In comparison with planar devices, nanowire photodetectors present advantages in terms of miniaturization, speed, and design flexibility. III nitride nanowires are particularly suitable for spectrally-selective UV photodetection, thanks to their band gap energy and their stability against chemical, mechanical or electrical stress. However, their UV photoresponse scales sublinearly with the optical power, which hinders their introduction in applications that require power quantification. Here, we present GaN nanowires containing a single AlN/GaN/AlN heterostructure, whose response is linear with the optical power when their diameter is small enough to ensure a complete depletion of the wire due to surface states.
On the other hand, III-nitride nanowires are also interesting for infrared photodetection using intersubband (ISB) transitions in nanodisks inserted in the wire. We systematically investigated ISB transitions in the near-infrared wavelengths focusing around 1.55 µm in GaN/AlN nanowire heterostructures. Attaining this short wavelength requires small GaN/AlN nanodisks (2 nm / 3 nm). Based on this study, we present the first single-nanowire quantum well infrared photodetector (NW-QWIP), observing photocurrent at 1.55 µm. Finally, we introduce an extension of the study to cover the mid-infrared spectral range, up to around 6 µm, using ISB transitions in GaN/AlGaN nanowires.
Research on III-nitride intersubband (ISB) transitions in the THz spectral range is motivated by the large LO-phonon energy of GaN, which should permit device operation with limited thermal interference, and at infrared wavelengths inaccessible to other III-V compounds due to Reststrahlen absorption. A main challenge to extend the polar GaN-ISB technology towards the THz region comes from the polarization-induced internal electric field, which imposes an additional confinement that increases the energetic distance between the electronic levels. In order to surmount this constraint, we propose alternative multi-layer quantum well designs that create a pseudo-square potential profile with symmetric wavefunctions . The robustness of these designs and their integration in device architectures requiring tunneling transport will be discussed.
An alternative approach to obtain square potential profiles is the use of nonpolar crystallographic orientations.

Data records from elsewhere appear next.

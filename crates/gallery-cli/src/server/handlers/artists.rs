//! Artist handlers: batch acceptance and withdrawal.

use axum::{
    Json,
    extract::{Path, State},
};
use gallery::ArtistResult;
use serde::Deserialize;

use super::run_engine;
use crate::server::error::ApiError;
use crate::server::state::AppState;

/// Request body for accepting an artist into a show.
#[derive(Deserialize)]
#[serde(rename_all = "camelCase")]
pub struct AcceptArtistRequest {
    pub show_id: String,
    pub location_id: Option<String>,
    #[serde(default)]
    pub artwork_ids: Vec<String>,
}

/// POST /api/artists/:id/accept
pub async fn accept_artist(
    State(state): State<AppState>,
    Path(artist_id): Path<String>,
    Json(req): Json<AcceptArtistRequest>,
) -> Result<Json<ArtistResult>, ApiError> {
    let result = run_engine(&state, move |engine| {
        engine.accept_artist_into_show(
            &artist_id,
            &req.show_id,
            req.location_id.as_deref(),
            &req.artwork_ids,
        )
    })
    .await?;
    Ok(Json(result))
}

/// POST /api/artists/:id/remove
pub async fn remove_artist(
    State(state): State<AppState>,
    Path(artist_id): Path<String>,
) -> Result<Json<ArtistResult>, ApiError> {
    let result =
        run_engine(&state, move |engine| engine.remove_artist_from_show(&artist_id)).await?;
    Ok(Json(result))
}
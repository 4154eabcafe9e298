//! Reordering and incremental maintenance of `artworkOrder`.

use std::collections::HashSet;

use tracing::info;

use crate::engine::{ConsistencyEngine, Mode, OrderResult, WorkSet};
use crate::error::{GalleryError, Result};
use crate::model::{Show, validate_id};
use crate::relation::Relation;

/// Check a proposed order against a show before anything is written.
///
/// Duplicates are always rejected. In strict mode every id must be a member
/// of the show; in lenient mode ids already present in the current order are
/// tolerated as well.
pub fn validate_order<S: AsRef<str>>(show: &Show, new_order: &[S], strict: bool) -> Result<()> {
    let mut seen = HashSet::new();
    let mut duplicates: Vec<&str> = Vec::new();
    for id in new_order.iter().map(AsRef::as_ref) {
        if !seen.insert(id) && !duplicates.contains(&id) {
            duplicates.push(id);
        }
    }
    if !duplicates.is_empty() {
        return Err(GalleryError::Validation(format!(
            "order for show '{}' repeats {}",
            show.id,
            duplicates.join(", ")
        )));
    }

    let foreign: Vec<&str> = new_order
        .iter()
        .map(AsRef::as_ref)
        .filter(|id| {
            !show.artwork_ids.contains(id) && (strict || !show.artwork_order.contains(id))
        })
        .collect();
    if !foreign.is_empty() {
        return Err(GalleryError::Validation(format!(
            "order for show '{}' names artworks that are not in the show: {}",
            show.id,
            foreign.join(", ")
        )));
    }

    Ok(())
}

/// Append an artwork to a show's order unless present. Missing show is a warning.
pub(crate) fn append_to_order(ws: &mut WorkSet<'_>, show_id: &str, artwork_id: &str) -> Result<bool> {
    ws.add_member(Relation::ShowOrder, show_id, artwork_id)
}

/// Filter an artwork out of a show's order. Missing show is a warning.
pub(crate) fn remove_from_order(
    ws: &mut WorkSet<'_>,
    show_id: &str,
    artwork_id: &str,
) -> Result<bool> {
    ws.remove_member(Relation::ShowOrder, show_id, artwork_id)
}

/// Curation-order operations, run through the engine.
///
/// Each call is a read-modify-write of one show and always uses a store
/// transaction when one is available, regardless of
/// [`EngineConfig::transactional`](crate::EngineConfig::transactional).
pub struct CurationOrderer<'e> {
    engine: &'e ConsistencyEngine,
}

impl<'e> CurationOrderer<'e> {
    pub(crate) fn new(engine: &'e ConsistencyEngine) -> Self {
        Self { engine }
    }

    /// Replace a show's order wholesale.
    pub fn reorder<S: AsRef<str>>(&self, show_id: &str, new_order: &[S]) -> Result<OrderResult> {
        validate_id("show", show_id)?;
        let strict = self.engine.config().strict_order;

        let executed = self.engine.execute("reorder", Mode::PreferTransaction, |ws| {
            let show = ws.require::<Show>(show_id)?;
            validate_order(show, new_order, strict)?;
            show.artwork_order
                .replace(new_order.iter().map(|id| id.as_ref().to_string()).collect());
            Ok(show.clone())
        })?;

        info!(show = show_id, entries = new_order.len(), writes = executed.writes, "show reordered");
        Ok(executed.into_order_result())
    }

    /// Append one artwork to the end of a show's order.
    ///
    /// Under strict ordering the artwork must already be a member of the show.
    pub fn append_to_order(&self, show_id: &str, artwork_id: &str) -> Result<OrderResult> {
        validate_id("show", show_id)?;
        validate_id("artwork", artwork_id)?;
        let strict = self.engine.config().strict_order;

        let executed = self.engine.execute("append_to_order", Mode::PreferTransaction, |ws| {
            let show = ws.require::<Show>(show_id)?;
            if strict && !show.artwork_ids.contains(artwork_id) {
                return Err(GalleryError::Validation(format!(
                    "artwork '{}' is not in show '{}'",
                    artwork_id, show_id
                )));
            }
            show.artwork_order.insert(artwork_id);
            Ok(show.clone())
        })?;

        Ok(executed.into_order_result())
    }

    /// Remove one artwork from a show's order. Absent ids are a no-op.
    pub fn remove_from_order(&self, show_id: &str, artwork_id: &str) -> Result<OrderResult> {
        validate_id("show", show_id)?;

        let executed = self.engine.execute("remove_from_order", Mode::PreferTransaction, |ws| {
            let show = ws.require::<Show>(show_id)?;
            show.artwork_order.remove(artwork_id);
            Ok(show.clone())
        })?;

        Ok(executed.into_order_result())
    }
}
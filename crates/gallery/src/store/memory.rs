//! In-memory document store with optimistic transactions.

use std::collections::HashMap;
use std::sync::{RwLock, RwLockReadGuard, RwLockWriteGuard};

use indexmap::IndexMap;
use serde_json::{Map, Value};
use tracing::debug;

use crate::error::{GalleryError, Result, StoreError};
use crate::model::Entity;

use super::{
    Collection, Document, DocumentStore, FieldUpdates, Predicate, StoreResult, Transaction,
    with_id,
};

/// A stored document and the version it was last written at.
#[derive(Debug, Clone)]
pub(super) struct Stored {
    pub(super) version: u64,
    pub(super) fields: Map<String, Value>,
}

#[derive(Debug, Default)]
pub(super) struct Tables {
    pub(super) collections: HashMap<Collection, IndexMap<String, Stored>>,
    next_version: u64,
}

impl Tables {
    fn bump(&mut self) -> u64 {
        self.next_version += 1;
        self.next_version
    }

    fn table(&self, collection: Collection) -> Option<&IndexMap<String, Stored>> {
        self.collections.get(&collection)
    }

    fn version(&self, collection: Collection, id: &str) -> Option<u64> {
        self.table(collection)
            .and_then(|docs| docs.get(id))
            .map(|stored| stored.version)
    }

    fn fields(&self, collection: Collection, id: &str) -> Option<&Map<String, Value>> {
        self.table(collection)
            .and_then(|docs| docs.get(id))
            .map(|stored| &stored.fields)
    }

    pub(super) fn put(&mut self, collection: Collection, id: &str, fields: Map<String, Value>) {
        let version = self.bump();
        self.collections
            .entry(collection)
            .or_default()
            .insert(id.to_string(), Stored { version, fields });
    }

    fn remove(&mut self, collection: Collection, id: &str) {
        if let Some(docs) = self.collections.get_mut(&collection) {
            docs.shift_remove(id);
        }
    }
}

/// Thread-safe in-memory [`DocumentStore`].
///
/// Every write bumps a store-wide version counter, so a transaction can tell
/// whether anything it read has changed, including delete-then-recreate.
#[derive(Debug)]
pub struct MemoryStore {
    tables: RwLock<Tables>,
    transactional: bool,
}

impl MemoryStore {
    /// Create an empty store with transaction support.
    pub fn new() -> Self {
        Self {
            tables: RwLock::new(Tables::default()),
            transactional: true,
        }
    }

    /// Create an empty store that refuses transactions, forcing callers onto
    /// the best-effort write path.
    pub fn non_transactional() -> Self {
        Self {
            tables: RwLock::new(Tables::default()),
            transactional: false,
        }
    }

    /// Toggle transaction support.
    pub fn with_transactions(mut self, enabled: bool) -> Self {
        self.transactional = enabled;
        self
    }

    /// Insert or overwrite a typed document.
    pub fn put_entity<T: Entity>(&self, entity: &T) -> Result<()> {
        let value = serde_json::to_value(entity)?;
        let fields = with_id(entity.id(), value)?;
        self.write()?.put(T::COLLECTION, entity.id(), fields);
        Ok(())
    }

    /// Read a typed document.
    pub fn entity<T: Entity>(&self, id: &str) -> Result<Option<T>> {
        match self.get(T::COLLECTION, id)? {
            Some(document) => Ok(Some(serde_json::from_value(document)?)),
            None => Ok(None),
        }
    }

    /// Read a typed document that must exist.
    pub fn expect_entity<T: Entity>(&self, id: &str) -> Result<T> {
        self.entity(id)?
            .ok_or_else(|| GalleryError::not_found(T::COLLECTION, id))
    }

    /// Number of documents in a collection.
    pub fn len(&self, collection: Collection) -> usize {
        self.read()
            .map(|tables| tables.table(collection).map_or(0, IndexMap::len))
            .unwrap_or(0)
    }

    /// Whether every collection is empty.
    pub fn is_empty(&self) -> bool {
        Collection::ALL.iter().all(|c| self.len(*c) == 0)
    }

    /// Current version of a document, if it exists.
    pub fn version(&self, collection: Collection, id: &str) -> Option<u64> {
        self.read().ok()?.version(collection, id)
    }

    pub(super) fn read(&self) -> StoreResult<RwLockReadGuard<'_, Tables>> {
        self.tables.read().map_err(|_| StoreError::LockPoisoned)
    }

    pub(super) fn write(&self) -> StoreResult<RwLockWriteGuard<'_, Tables>> {
        self.tables.write().map_err(|_| StoreError::LockPoisoned)
    }
}

impl Default for MemoryStore {
    fn default() -> Self {
        Self::new()
    }
}

impl DocumentStore for MemoryStore {
    fn get(&self, collection: Collection, id: &str) -> StoreResult<Option<Document>> {
        let tables = self.read()?;
        Ok(tables
            .fields(collection, id)
            .map(|fields| Value::Object(fields.clone())))
    }

    fn update(&self, collection: Collection, id: &str, fields: &FieldUpdates) -> StoreResult<()> {
        let mut tables = self.write()?;
        let mut current = tables
            .fields(collection, id)
            .cloned()
            .ok_or_else(|| StoreError::NotFound {
                collection,
                id: id.to_string(),
            })?;
        merge_fields(&mut current, fields);
        tables.put(collection, id, current);
        Ok(())
    }

    fn insert(&self, collection: Collection, id: &str, document: Document) -> StoreResult<()> {
        let fields = with_id(id, document)?;
        let mut tables = self.write()?;
        if tables.fields(collection, id).is_some() {
            return Err(StoreError::AlreadyExists {
                collection,
                id: id.to_string(),
            });
        }
        tables.put(collection, id, fields);
        Ok(())
    }

    fn delete(&self, collection: Collection, id: &str) -> StoreResult<()> {
        let mut tables = self.write()?;
        if tables.fields(collection, id).is_some() {
            tables.bump();
            tables.remove(collection, id);
        }
        Ok(())
    }

    fn query(&self, collection: Collection, predicate: &Predicate) -> StoreResult<Vec<Document>> {
        let tables = self.read()?;
        Ok(tables
            .table(collection)
            .into_iter()
            .flat_map(|docs| docs.values())
            .map(|stored| Value::Object(stored.fields.clone()))
            .filter(|doc| predicate.matches(doc))
            .collect())
    }

    fn supports_transactions(&self) -> bool {
        self.transactional
    }

    fn run_transaction(
        &self,
        body: &mut dyn FnMut(&mut dyn Transaction) -> Result<()>,
    ) -> Result<()> {
        if !self.transactional {
            return Err(StoreError::Unsupported("transactions").into());
        }

        let mut txn = MemoryTransaction::new(self);
        body(&mut txn)?;
        txn.commit().map_err(GalleryError::from)
    }

    fn name(&self) -> &str {
        "memory"
    }
}

fn merge_fields(target: &mut Map<String, Value>, updates: &FieldUpdates) {
    for (field, value) in updates {
        if field == "id" {
            continue;
        }
        target.insert(field.clone(), value.clone());
    }
}

type Key = (Collection, String);

/// Buffered transaction over a [`MemoryStore`].
///
/// No lock is held while the body runs; the commit takes the write lock,
/// validates every recorded read version and applies the buffered writes.
struct MemoryTransaction<'a> {
    store: &'a MemoryStore,
    /// Version observed at first read (`None` = document absent).
    reads: HashMap<Key, Option<u64>>,
    /// Transaction-local view of every touched document (`None` = deleted).
    view: IndexMap<Key, Option<Map<String, Value>>>,
    /// Keys written by this transaction, in write order.
    dirty: Vec<Key>,
}

impl<'a> MemoryTransaction<'a> {
    fn new(store: &'a MemoryStore) -> Self {
        Self {
            store,
            reads: HashMap::new(),
            view: IndexMap::new(),
            dirty: Vec::new(),
        }
    }

    fn current(&mut self, collection: Collection, id: &str) -> StoreResult<Option<Map<String, Value>>> {
        let key = (collection, id.to_string());
        if let Some(local) = self.view.get(&key) {
            return Ok(local.clone());
        }

        let tables = self.store.read()?;
        let fields = tables.fields(collection, id).cloned();
        self.reads.insert(key.clone(), tables.version(collection, id));
        drop(tables);

        self.view.insert(key, fields.clone());
        Ok(fields)
    }

    fn stage(&mut self, collection: Collection, id: &str, fields: Option<Map<String, Value>>) {
        let key = (collection, id.to_string());
        if !self.dirty.contains(&key) {
            self.dirty.push(key.clone());
        }
        self.view.insert(key, fields);
    }

    fn commit(self) -> StoreResult<()> {
        if self.dirty.is_empty() {
            return Ok(());
        }

        let mut tables = self.store.write()?;
        for ((collection, id), seen) in &self.reads {
            if tables.version(*collection, id) != *seen {
                debug!(%collection, id = %id, "transaction read set changed, aborting commit");
                return Err(StoreError::Conflict {
                    collection: *collection,
                    id: id.clone(),
                });
            }
        }

        for key in &self.dirty {
            let (collection, id) = key;
            match self.view.get(key) {
                Some(Some(fields)) => tables.put(*collection, id, fields.clone()),
                Some(None) => {
                    tables.bump();
                    tables.remove(*collection, id);
                }
                None => {}
            }
        }
        debug!(writes = self.dirty.len(), "transaction committed");
        Ok(())
    }
}

impl Transaction for MemoryTransaction<'_> {
    fn get(&mut self, collection: Collection, id: &str) -> StoreResult<Option<Document>> {
        Ok(self.current(collection, id)?.map(Value::Object))
    }

    fn update(
        &mut self,
        collection: Collection,
        id: &str,
        fields: &FieldUpdates,
    ) -> StoreResult<()> {
        let mut current = self
            .current(collection, id)?
            .ok_or_else(|| StoreError::NotFound {
                collection,
                id: id.to_string(),
            })?;
        merge_fields(&mut current, fields);
        self.stage(collection, id, Some(current));
        Ok(())
    }

    fn insert(&mut self, collection: Collection, id: &str, document: Document) -> StoreResult<()> {
        let fields = with_id(id, document)?;
        if self.current(collection, id)?.is_some() {
            return Err(StoreError::AlreadyExists {
                collection,
                id: id.to_string(),
            });
        }
        self.stage(collection, id, Some(fields));
        Ok(())
    }

    fn delete(&mut self, collection: Collection, id: &str) -> StoreResult<()> {
        if self.current(collection, id)?.is_some() {
            self.stage(collection, id, None);
        }
        Ok(())
    }
}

In this contribution, we present an experimental study of THz ISB transitions in m-plane GaN/AlGaN quantum wells grown on free-standing m-GaN . For Al contents below 15%, such structures can be grown without epitaxially-induced extended defects. We demonstrate nonpolar quantum wells which display ISB transitions in the 7-10 THz band, and we will discuss the effect of the doping density in the quantum wells on the transition energy and line width. Finally, we will present a comparative study using silicon and germanium as n-type dopants.
 M. Beeler, et al., Appl. Phys. Lett. 105, 131106 (2014)
 C.B. Lim, et al., Nanotechnology 26, 435201 (2015); Nanotechnology 27, 145201 (2016).